Stored data entries
········

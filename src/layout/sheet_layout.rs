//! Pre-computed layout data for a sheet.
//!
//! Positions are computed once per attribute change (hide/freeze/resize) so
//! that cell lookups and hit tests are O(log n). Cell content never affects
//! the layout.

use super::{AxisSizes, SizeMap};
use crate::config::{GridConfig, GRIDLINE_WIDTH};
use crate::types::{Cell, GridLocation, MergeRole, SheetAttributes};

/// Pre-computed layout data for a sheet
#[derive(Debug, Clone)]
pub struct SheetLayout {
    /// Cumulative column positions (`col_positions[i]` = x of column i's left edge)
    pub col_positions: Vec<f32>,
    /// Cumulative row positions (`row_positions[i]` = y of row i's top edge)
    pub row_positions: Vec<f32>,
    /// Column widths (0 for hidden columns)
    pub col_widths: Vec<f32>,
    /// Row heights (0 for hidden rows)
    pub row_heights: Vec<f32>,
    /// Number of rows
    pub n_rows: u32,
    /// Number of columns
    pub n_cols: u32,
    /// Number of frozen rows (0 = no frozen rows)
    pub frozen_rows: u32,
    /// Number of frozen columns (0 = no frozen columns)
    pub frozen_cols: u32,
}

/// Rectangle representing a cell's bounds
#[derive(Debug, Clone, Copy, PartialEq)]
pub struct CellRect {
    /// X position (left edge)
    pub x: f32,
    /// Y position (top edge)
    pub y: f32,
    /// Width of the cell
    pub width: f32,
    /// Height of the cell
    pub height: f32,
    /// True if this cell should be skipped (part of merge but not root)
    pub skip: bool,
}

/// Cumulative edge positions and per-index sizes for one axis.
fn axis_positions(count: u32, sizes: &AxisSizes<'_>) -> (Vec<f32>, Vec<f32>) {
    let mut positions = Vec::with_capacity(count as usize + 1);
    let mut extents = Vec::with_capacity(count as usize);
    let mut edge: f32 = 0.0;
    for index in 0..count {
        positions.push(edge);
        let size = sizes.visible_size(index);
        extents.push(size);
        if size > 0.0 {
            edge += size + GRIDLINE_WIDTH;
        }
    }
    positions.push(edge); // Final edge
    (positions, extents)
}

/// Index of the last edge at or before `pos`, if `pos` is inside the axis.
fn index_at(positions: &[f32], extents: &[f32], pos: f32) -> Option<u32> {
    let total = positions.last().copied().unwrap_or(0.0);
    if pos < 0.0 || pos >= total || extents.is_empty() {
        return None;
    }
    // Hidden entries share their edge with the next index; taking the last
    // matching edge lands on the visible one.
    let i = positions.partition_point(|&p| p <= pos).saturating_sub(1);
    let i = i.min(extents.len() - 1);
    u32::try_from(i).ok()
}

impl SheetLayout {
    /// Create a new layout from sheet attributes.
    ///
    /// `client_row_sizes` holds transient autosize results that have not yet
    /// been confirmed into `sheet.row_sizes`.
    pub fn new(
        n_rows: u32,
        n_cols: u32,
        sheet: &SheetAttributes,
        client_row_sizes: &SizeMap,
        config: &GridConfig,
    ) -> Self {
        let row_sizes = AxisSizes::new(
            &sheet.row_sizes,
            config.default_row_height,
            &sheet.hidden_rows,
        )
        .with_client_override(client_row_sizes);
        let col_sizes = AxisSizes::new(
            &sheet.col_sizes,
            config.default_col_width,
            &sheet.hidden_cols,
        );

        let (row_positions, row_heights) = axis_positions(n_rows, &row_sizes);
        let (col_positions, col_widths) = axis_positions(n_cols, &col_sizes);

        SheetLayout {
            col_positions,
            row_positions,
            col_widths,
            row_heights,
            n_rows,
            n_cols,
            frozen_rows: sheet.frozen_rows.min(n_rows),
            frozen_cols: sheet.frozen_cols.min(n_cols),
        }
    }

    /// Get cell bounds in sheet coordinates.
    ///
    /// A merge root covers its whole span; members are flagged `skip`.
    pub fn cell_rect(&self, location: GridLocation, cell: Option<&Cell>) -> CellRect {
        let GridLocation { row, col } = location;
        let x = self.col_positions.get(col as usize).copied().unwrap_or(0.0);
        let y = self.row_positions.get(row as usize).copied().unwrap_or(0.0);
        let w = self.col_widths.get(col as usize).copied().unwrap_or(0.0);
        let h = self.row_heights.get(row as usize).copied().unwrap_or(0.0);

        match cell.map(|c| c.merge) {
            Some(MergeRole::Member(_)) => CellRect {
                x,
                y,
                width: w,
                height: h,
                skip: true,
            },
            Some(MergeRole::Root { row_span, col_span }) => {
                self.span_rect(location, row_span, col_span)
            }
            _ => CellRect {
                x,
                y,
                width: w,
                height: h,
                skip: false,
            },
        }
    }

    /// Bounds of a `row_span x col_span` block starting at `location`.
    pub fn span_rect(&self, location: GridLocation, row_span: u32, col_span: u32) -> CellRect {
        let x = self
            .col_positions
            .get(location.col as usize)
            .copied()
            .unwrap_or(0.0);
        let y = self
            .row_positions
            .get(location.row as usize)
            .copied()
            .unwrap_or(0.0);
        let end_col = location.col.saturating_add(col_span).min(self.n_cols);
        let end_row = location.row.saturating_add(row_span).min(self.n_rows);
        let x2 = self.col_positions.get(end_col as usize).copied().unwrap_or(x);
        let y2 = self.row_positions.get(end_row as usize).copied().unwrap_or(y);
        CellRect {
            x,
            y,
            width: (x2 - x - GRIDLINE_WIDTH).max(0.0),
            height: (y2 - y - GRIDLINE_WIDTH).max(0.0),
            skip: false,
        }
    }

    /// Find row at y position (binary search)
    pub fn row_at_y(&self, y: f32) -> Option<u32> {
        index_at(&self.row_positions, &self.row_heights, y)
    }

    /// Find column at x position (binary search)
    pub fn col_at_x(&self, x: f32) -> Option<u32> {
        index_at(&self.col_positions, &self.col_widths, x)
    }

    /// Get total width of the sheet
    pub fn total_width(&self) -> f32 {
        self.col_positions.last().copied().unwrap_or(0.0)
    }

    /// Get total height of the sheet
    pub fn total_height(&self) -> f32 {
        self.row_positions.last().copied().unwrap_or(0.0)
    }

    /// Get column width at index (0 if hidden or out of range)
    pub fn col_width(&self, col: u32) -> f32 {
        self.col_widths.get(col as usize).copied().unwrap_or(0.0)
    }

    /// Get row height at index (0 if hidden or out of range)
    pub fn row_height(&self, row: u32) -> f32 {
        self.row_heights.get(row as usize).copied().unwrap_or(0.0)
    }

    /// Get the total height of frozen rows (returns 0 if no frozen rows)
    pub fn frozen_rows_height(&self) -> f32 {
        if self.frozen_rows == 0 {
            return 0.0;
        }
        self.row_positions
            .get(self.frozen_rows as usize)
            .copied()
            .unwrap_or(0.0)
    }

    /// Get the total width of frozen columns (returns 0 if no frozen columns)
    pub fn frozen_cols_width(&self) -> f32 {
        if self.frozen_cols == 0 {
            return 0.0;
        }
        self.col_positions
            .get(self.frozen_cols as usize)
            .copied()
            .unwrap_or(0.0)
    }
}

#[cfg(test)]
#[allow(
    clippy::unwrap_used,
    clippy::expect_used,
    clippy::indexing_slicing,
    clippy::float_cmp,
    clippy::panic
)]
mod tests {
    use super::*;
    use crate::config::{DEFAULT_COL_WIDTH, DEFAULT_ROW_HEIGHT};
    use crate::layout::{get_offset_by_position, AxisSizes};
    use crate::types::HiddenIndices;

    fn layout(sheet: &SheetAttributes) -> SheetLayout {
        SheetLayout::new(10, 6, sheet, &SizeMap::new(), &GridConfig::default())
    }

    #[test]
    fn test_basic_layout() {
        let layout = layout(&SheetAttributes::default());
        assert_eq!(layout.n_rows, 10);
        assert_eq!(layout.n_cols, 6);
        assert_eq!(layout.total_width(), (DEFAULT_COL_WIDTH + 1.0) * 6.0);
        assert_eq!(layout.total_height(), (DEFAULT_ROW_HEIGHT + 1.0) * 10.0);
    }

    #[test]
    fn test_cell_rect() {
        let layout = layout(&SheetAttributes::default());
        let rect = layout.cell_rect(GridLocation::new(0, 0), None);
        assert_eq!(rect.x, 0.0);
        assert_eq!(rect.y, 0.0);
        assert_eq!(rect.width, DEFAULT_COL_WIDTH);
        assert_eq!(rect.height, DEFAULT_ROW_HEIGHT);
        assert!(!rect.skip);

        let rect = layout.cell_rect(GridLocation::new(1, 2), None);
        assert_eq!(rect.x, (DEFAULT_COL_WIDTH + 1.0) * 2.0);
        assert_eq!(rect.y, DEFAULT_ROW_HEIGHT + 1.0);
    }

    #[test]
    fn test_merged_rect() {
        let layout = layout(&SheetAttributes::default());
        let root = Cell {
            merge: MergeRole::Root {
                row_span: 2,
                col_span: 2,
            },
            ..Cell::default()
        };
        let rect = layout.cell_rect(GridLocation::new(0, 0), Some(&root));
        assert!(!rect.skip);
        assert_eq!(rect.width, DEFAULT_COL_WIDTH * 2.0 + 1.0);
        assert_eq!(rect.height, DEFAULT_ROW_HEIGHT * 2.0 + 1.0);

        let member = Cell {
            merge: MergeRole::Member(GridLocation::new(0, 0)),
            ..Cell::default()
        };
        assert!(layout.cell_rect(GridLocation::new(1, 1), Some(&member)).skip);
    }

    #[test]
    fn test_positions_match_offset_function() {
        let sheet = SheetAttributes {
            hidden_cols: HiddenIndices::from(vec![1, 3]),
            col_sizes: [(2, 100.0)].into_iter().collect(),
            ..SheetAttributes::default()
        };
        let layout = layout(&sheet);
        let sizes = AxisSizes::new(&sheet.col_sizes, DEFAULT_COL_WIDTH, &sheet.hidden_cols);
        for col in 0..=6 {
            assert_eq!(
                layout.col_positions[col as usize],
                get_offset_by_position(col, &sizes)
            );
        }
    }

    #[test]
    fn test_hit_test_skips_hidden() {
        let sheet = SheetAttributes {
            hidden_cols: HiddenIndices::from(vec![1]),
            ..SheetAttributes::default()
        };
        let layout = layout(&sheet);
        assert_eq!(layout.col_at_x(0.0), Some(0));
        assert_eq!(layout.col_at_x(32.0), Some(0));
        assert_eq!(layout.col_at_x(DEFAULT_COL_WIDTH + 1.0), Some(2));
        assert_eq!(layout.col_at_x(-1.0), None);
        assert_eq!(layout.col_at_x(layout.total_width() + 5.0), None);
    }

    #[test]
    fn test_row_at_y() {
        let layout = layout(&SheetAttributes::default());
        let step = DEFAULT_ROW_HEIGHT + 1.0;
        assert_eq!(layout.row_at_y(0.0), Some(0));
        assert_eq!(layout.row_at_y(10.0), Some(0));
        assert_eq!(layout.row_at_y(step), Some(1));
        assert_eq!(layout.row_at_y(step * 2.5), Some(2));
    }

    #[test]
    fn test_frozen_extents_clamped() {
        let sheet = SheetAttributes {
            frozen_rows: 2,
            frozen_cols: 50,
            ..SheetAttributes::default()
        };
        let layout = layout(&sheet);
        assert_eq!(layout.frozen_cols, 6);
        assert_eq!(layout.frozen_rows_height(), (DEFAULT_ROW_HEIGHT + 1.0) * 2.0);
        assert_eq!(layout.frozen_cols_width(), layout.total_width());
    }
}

········

**Exercise requirements**
Filtering the entries above by the word "returns", copy each line that matches.

**Output**
    /// Get the total height of frozen rows (returns 0 if no frozen rows)
    /// Get the total width of frozen columns (returns 0 if no frozen columns)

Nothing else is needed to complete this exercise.